Editorial Policy — Evidence Methodology
Every clinical statement on Redwood Wellness is traceable to a specific source. This page explains the evidence hierarchy we use, how we verify facility data, and why we sometimes decline to make a recommendation even when competitors do.
Evidence hierarchy we follow
When we make a clinical claim, we rely on evidence from the highest-available tier. A claim's strength is bounded by the strength of its source.
- Systematic reviews and meta-analyses (Cochrane, AHRQ, NIH-supported). These aggregate findings across multiple randomized trials and represent the strongest available consensus.
- Randomized controlled trials published in peer-reviewed journals. These establish causal relationships between interventions and outcomes.

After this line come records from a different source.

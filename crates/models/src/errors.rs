use sea_orm::{DbErr, SqlErr};
use thiserror::Error;

#[derive(Debug, Error)]
pub enum ModelError {
    #[error("validation error: {0}")]
    Validation(String),
    #[error("unique constraint violated: {0}")]
    Conflict(String),
    #[error("database error: {0}")]
    Db(String),
}

impl From<DbErr> for ModelError {
    fn from(e: DbErr) -> Self {
        match e.sql_err() {
            Some(SqlErr::UniqueConstraintViolation(detail)) => ModelError::Conflict(detail),
            _ => ModelError::Db(e.to_string()),
        }
    }
}
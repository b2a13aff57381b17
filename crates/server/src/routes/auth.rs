use axum::{extract::State, http::{header::AUTHORIZATION, HeaderMap}, Json};

use service::auth::domain::{AuthSession, LoginInput, RegisterInput};

use crate::errors::ApiError;
use crate::state::ServerState;

#[utoipa::path(
    post, path = "/register", tag = "auth",
    request_body = crate::openapi::RegisterRequest,
    responses(
        (status = 200, description = "Registered", body = crate::openapi::SessionResponse),
        (status = 400, description = "User already exists", body = crate::openapi::MessageResponse),
        (status = 451, description = "Unexpected persistence failure", body = crate::openapi::ErrorResponse)
    )
)]
pub async fn register(State(state): State<ServerState>, Json(input): Json<RegisterInput>) -> Result<Json<AuthSession>, ApiError> {
    let session = state.auth.register(input).await.map_err(ApiError::from_register)?;
    Ok(Json(session))
}

#[utoipa::path(
    post, path = "/login", tag = "auth",
    request_body = crate::openapi::LoginRequest,
    responses(
        (status = 200, description = "Logged in", body = crate::openapi::SessionResponse),
        (status = 400, description = "Invalid credentials", body = crate::openapi::MessageResponse)
    )
)]
pub async fn login(State(state): State<ServerState>, Json(input): Json<LoginInput>) -> Result<Json<AuthSession>, ApiError> {
    let session = state.auth.login(input).await.map_err(ApiError::from_login)?;
    Ok(Json(session))
}

#[utoipa::path(
    get, path = "/validate", tag = "auth",
    params(("authorization" = String, Header, description = "Token issued by register or login")),
    responses(
        (status = 200, description = "Token valid; a new one is issued", body = crate::openapi::SessionResponse),
        (status = 401, description = "Missing or invalid token")
    )
)]
pub async fn validate(State(state): State<ServerState>, headers: HeaderMap) -> Result<Json<AuthSession>, ApiError> {
    let token = headers.get(AUTHORIZATION).and_then(|v| v.to_str().ok());
    let session = state.auth.validate(token).await.map_err(ApiError::from_validate)?;
    Ok(Json(session))
}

- Federal clinical guidelines from SAMHSA, NIDA, CDC, and the U.S. Preventive Services Task Force. These represent convened expert consensus on current best practice.
- Clinical practice guidelines from accredited professional bodies (ASAM, APA, AAP). These represent specialty-society positions.
- Observational research in peer-reviewed journals (cohort studies, case-control studies). Useful for population-level questions; weaker for individual-treatment decisions.
- Expert opinion and case reports. Used only for context, never as the basis for a clinical recommendation.
Citations in articles
Every article that makes specific clinical claims lists its primary sources in a "Sources" section. We cite:
- Publication title, author(s), journal or agency, year.
- Direct URL to the source where one exists.
- The specific page, figure, or section supporting the claim, where relevant.
We don't cite Wikipedia, affiliate-aggregator sites, or unverified personal blogs as sources. If a claim in our article comes from a secondary summary rather than the primary study, we say so.
When evidence is insufficient to support a recommendation
Some decisions patients face are genuinely under-researched. We don't invent certainty where the literature doesn't provide it. When evidence is mixed, sparse, or actively debated, our default is to describe the state of the evidence — what studies exist, what they found, where they conflict — and let the reader draw their conclusion or raise the question with their clinician.
Examples where we decline to make strong recommendations: optimal MAT duration for individual patients; ideal length of residential treatment; whether a specific holistic modality adds clinical benefit beyond standard care. Evidence on these questions is evolving; we present what's available rather than forcing a conclusion.
Facility data: how we verify
Our directory of 21,568 treatment facilities is sourced from the federal Substance Abuse and Mental Health Services Administration (SAMHSA) Behavioral Health Treatment Services Locator. This is the public federal dataset used by hospital case managers, 211 helplines, and state referral services.
- Sync frequency: quarterly, aligned to SAMHSA's public data releases.
- Cross-references: where a facility's listing is ambiguous or unverified, we cross-check state license databases, the Joint Commission accreditation registry, and CARF's provider directory.
- Discrepancy handling: when a facility's own website says one thing and its SAMHSA filing says another, we use the SAMHSA data (federally accountable) and flag the discrepancy.
- Outdated records: a facility that hasn't updated its SAMHSA filing in over 12 months is labelled "verification pending" rather than presented as current.
Insurance and policy content
Insurance explainers cite: the Mental Health Parity and Addiction Equity Act (MHPAEA) regulations (45 CFR Part 146); the Affordable Care Act's essential-health-benefit provisions; CMS Medicaid SUD policy; each named insurer's public plan documents. We don't guarantee individual coverage — policies vary by plan year and employer — but the framework we describe is anchored to federal law.
Update cycle
- Policy-driven content (insurance, legal, regulatory): full review every 12 months or sooner if federal rules change.
- Clinical explainers: major review every 24 months; targeted update sooner if new systematic-review evidence or major guideline change.
- Facility directory: quarterly SAMHSA sync.
The "Last reviewed" date at the bottom of each article reflects the most recent editorial review, not the original publication date.
Corrections
Errors are corrected at the point of occurrence and logged. Significant corrections — changes to clinical guidance, factual claims, or citations — are noted with a dated correction line. To report an error: contact the editorial team.
Independence disclosure
Redwood Wellness does not accept payment from any treatment facility in exchange for directory placement, ranking, or article content. Our listings are drawn from public federal data; our articles are produced by staff with no clinical or financial relationship to listed facilities.